***** RECORD EXTRACTS *****
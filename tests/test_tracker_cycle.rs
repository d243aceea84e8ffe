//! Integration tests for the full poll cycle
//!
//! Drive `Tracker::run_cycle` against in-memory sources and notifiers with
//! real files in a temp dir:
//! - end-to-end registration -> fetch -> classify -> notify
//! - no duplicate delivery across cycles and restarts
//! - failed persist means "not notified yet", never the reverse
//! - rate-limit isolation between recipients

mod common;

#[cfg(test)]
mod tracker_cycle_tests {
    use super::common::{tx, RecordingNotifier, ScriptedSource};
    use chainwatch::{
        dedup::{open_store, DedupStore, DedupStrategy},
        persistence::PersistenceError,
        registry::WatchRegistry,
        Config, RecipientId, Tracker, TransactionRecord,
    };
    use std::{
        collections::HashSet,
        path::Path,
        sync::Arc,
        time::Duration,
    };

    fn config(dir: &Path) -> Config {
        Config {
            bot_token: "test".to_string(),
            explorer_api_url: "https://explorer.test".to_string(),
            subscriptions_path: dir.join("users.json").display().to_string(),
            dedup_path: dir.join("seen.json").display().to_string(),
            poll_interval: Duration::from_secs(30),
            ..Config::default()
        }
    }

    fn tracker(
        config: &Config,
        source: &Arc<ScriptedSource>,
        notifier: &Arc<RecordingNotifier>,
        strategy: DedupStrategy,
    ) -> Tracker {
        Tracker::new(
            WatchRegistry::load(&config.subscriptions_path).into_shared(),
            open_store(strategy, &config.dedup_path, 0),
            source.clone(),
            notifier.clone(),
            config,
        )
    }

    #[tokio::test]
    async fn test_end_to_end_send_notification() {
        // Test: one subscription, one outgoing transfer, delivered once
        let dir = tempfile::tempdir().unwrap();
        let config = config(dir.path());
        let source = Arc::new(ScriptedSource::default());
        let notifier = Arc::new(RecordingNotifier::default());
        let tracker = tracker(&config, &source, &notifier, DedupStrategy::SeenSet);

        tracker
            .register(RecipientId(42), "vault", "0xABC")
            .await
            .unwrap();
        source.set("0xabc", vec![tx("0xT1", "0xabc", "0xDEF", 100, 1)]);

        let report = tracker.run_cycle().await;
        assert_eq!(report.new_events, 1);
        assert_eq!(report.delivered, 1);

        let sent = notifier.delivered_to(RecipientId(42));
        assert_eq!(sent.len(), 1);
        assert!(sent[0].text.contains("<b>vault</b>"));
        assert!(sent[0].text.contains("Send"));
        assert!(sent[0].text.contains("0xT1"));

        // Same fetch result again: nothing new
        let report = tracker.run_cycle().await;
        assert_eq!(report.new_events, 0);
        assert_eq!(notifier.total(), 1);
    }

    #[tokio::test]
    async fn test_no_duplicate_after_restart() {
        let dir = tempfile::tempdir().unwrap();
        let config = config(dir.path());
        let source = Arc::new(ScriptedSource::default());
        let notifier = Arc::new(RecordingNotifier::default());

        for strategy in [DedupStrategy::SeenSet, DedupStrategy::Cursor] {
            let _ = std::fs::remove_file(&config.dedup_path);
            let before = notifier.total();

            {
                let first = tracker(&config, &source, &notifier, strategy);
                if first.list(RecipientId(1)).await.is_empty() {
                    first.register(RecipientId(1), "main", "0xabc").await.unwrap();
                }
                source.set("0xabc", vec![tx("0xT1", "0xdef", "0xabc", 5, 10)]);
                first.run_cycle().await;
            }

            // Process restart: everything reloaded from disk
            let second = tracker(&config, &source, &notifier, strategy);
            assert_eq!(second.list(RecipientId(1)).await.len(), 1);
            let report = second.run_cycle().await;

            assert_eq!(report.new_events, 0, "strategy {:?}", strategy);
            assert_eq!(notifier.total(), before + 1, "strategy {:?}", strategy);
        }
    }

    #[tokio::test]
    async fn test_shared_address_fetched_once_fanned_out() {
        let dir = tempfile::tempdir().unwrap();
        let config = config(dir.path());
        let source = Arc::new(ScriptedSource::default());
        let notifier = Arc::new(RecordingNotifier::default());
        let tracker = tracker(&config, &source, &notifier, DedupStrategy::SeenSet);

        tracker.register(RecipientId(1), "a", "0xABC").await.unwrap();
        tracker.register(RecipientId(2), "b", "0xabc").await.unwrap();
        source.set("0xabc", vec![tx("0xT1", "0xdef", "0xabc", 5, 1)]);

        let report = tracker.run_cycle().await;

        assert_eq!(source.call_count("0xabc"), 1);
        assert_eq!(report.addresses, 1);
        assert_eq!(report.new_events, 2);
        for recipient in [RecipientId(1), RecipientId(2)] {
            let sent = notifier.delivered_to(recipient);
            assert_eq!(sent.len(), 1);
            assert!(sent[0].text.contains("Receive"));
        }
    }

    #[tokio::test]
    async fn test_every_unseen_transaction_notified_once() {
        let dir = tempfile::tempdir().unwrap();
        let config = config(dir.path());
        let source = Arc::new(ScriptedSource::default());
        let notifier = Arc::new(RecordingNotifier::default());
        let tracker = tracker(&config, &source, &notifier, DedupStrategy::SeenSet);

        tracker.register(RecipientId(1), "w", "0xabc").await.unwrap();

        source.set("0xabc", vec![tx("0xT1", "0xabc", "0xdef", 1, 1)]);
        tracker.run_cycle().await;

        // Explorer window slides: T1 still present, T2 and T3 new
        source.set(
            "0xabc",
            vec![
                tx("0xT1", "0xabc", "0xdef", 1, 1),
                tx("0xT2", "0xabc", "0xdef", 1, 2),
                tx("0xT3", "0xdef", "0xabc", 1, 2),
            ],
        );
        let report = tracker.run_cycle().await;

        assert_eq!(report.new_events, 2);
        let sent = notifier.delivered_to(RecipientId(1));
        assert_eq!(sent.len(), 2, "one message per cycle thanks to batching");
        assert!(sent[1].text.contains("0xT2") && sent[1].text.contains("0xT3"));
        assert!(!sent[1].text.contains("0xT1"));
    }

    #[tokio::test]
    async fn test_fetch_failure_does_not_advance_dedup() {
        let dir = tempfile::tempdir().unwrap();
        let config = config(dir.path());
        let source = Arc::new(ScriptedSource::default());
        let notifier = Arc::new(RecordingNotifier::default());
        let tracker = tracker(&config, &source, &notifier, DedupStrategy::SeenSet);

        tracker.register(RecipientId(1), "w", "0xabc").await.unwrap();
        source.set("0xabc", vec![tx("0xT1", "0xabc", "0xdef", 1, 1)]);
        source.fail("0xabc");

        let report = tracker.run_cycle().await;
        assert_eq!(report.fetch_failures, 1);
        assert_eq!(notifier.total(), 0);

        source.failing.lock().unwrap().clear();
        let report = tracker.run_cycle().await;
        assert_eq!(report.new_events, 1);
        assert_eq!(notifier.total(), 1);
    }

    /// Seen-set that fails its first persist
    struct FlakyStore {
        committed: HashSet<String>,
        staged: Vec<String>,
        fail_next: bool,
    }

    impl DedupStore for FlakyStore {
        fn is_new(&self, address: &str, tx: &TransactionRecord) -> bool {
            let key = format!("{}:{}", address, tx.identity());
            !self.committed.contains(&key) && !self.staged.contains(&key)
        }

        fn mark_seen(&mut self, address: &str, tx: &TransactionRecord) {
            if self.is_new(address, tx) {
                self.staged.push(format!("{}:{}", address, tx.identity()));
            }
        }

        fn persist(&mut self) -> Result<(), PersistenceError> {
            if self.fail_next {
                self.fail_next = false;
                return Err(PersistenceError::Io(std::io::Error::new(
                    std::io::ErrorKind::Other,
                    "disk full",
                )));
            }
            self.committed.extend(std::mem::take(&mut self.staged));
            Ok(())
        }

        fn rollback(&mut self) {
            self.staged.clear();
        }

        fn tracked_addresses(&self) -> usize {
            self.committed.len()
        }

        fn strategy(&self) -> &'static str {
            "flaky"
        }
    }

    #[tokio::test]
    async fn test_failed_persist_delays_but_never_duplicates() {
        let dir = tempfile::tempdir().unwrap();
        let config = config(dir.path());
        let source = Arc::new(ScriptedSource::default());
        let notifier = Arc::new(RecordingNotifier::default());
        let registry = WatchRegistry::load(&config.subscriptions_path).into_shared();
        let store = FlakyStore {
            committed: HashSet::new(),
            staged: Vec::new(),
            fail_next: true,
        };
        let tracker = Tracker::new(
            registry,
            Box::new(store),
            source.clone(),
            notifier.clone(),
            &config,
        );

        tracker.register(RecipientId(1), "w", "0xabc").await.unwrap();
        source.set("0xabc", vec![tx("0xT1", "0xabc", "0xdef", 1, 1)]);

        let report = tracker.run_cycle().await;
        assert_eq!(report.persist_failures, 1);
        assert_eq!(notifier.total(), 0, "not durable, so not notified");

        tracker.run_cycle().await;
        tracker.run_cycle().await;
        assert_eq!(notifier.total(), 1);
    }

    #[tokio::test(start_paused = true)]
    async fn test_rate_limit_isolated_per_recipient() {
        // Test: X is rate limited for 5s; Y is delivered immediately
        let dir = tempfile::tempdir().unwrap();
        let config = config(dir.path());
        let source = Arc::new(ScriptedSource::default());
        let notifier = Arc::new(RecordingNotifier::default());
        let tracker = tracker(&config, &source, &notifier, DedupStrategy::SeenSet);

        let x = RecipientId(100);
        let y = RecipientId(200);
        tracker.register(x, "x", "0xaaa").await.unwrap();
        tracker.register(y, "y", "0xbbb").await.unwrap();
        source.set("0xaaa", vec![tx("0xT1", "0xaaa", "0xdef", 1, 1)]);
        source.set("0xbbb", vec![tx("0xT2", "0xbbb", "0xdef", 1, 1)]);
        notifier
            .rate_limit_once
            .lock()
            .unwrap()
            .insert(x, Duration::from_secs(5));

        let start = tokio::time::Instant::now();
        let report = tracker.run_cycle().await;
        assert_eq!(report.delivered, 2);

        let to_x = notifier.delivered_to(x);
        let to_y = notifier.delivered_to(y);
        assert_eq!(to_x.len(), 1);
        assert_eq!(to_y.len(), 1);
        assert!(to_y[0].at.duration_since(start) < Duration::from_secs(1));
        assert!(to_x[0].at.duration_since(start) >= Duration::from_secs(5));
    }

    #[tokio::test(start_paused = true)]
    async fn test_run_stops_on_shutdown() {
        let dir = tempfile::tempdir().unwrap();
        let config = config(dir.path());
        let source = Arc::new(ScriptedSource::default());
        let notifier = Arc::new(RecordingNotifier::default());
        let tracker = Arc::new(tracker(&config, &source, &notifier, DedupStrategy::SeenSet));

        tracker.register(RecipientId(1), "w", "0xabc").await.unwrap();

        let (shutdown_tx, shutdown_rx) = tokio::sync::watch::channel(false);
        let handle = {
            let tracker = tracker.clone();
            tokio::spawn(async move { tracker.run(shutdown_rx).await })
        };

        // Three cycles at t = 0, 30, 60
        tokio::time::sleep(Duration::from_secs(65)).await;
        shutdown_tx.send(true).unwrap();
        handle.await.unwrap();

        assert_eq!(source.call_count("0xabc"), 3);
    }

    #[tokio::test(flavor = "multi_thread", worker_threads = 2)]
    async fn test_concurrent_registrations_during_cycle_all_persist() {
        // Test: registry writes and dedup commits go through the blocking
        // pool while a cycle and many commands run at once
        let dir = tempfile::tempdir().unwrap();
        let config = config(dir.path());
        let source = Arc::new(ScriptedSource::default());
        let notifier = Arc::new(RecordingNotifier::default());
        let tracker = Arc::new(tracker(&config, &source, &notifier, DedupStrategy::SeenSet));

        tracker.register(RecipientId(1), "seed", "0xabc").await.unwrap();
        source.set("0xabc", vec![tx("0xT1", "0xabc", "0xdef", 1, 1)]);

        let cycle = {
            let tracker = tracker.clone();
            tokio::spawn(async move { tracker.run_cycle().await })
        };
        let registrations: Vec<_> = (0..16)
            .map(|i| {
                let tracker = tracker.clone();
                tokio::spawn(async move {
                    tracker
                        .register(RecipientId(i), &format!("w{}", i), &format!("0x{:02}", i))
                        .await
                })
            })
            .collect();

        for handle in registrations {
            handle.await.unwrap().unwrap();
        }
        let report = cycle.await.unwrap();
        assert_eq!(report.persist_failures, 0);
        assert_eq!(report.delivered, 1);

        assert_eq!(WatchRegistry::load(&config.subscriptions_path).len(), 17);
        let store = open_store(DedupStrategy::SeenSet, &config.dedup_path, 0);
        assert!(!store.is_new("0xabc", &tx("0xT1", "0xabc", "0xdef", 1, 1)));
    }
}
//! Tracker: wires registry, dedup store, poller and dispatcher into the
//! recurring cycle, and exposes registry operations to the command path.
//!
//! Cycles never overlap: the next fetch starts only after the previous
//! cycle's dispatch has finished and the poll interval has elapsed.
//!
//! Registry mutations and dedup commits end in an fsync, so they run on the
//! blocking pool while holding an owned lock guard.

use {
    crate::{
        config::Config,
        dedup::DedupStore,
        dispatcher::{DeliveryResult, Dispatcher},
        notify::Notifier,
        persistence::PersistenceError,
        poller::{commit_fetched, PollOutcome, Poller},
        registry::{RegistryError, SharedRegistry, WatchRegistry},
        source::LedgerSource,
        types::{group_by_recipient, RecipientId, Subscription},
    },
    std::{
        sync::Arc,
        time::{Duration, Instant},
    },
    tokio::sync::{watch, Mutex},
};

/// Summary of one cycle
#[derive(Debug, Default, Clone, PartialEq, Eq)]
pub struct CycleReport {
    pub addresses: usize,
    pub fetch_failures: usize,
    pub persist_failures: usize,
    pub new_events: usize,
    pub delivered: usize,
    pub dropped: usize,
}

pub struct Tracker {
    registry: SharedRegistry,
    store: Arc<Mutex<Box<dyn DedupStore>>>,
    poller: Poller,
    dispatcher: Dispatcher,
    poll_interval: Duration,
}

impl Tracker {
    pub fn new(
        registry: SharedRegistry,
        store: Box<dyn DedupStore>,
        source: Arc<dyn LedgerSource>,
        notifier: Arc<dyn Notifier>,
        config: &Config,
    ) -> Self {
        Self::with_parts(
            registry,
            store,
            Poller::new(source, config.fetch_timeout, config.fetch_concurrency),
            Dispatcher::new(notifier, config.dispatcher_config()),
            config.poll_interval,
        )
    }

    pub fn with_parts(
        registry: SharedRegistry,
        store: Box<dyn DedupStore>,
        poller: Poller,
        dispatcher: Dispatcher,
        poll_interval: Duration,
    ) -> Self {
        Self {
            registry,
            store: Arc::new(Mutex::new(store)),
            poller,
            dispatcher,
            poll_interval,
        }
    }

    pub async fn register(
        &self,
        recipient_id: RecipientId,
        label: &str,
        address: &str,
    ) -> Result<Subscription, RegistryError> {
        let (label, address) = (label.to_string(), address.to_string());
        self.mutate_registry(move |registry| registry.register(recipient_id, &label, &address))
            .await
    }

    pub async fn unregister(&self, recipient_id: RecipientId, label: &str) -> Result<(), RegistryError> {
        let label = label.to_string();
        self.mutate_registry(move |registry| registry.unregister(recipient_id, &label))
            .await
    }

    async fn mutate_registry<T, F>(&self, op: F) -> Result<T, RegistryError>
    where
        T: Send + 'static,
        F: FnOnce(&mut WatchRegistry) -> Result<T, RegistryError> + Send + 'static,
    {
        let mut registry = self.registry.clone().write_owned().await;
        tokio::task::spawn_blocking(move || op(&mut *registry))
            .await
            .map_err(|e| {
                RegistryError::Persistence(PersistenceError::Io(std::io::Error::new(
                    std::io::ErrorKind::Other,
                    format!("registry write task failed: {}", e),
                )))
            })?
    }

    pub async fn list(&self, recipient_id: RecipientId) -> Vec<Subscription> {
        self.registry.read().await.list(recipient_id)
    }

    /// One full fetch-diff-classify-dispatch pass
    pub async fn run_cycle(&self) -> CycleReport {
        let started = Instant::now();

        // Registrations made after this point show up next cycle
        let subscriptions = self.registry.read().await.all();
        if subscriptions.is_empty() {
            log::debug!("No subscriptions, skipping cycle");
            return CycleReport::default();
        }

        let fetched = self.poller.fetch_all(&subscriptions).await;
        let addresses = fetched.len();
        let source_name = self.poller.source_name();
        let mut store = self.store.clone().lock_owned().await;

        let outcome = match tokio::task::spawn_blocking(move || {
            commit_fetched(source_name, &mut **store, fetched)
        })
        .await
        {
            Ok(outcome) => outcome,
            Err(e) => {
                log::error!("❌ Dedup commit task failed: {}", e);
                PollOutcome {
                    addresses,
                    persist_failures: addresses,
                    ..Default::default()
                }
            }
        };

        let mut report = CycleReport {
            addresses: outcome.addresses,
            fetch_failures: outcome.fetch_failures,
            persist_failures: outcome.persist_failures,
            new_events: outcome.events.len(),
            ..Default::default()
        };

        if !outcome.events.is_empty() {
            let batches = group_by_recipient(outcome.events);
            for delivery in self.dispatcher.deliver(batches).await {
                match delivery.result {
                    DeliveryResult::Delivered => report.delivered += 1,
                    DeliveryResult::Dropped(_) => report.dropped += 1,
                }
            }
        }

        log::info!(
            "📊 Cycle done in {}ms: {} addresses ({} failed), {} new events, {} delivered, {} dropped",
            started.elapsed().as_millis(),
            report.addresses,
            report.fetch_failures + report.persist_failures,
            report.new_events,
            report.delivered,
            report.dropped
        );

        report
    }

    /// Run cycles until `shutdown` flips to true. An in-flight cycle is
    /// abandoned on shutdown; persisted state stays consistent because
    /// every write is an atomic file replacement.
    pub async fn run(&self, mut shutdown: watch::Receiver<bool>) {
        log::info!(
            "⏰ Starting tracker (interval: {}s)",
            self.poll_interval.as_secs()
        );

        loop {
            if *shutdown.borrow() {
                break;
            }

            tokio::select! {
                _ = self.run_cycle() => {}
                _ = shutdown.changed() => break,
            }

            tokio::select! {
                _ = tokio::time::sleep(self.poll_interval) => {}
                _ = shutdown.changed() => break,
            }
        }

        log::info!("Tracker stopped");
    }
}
*****
§ WHAT IS EXPECTED
Your task is to gather all lines from the entries above that hold the word "static".

§ TASK OUTPUT
        fn strategy(&self) -> &'static str {
        T: Send + 'static,
        F: FnOnce(&mut WatchRegistry) -> Result<T, RegistryError> + Send + 'static,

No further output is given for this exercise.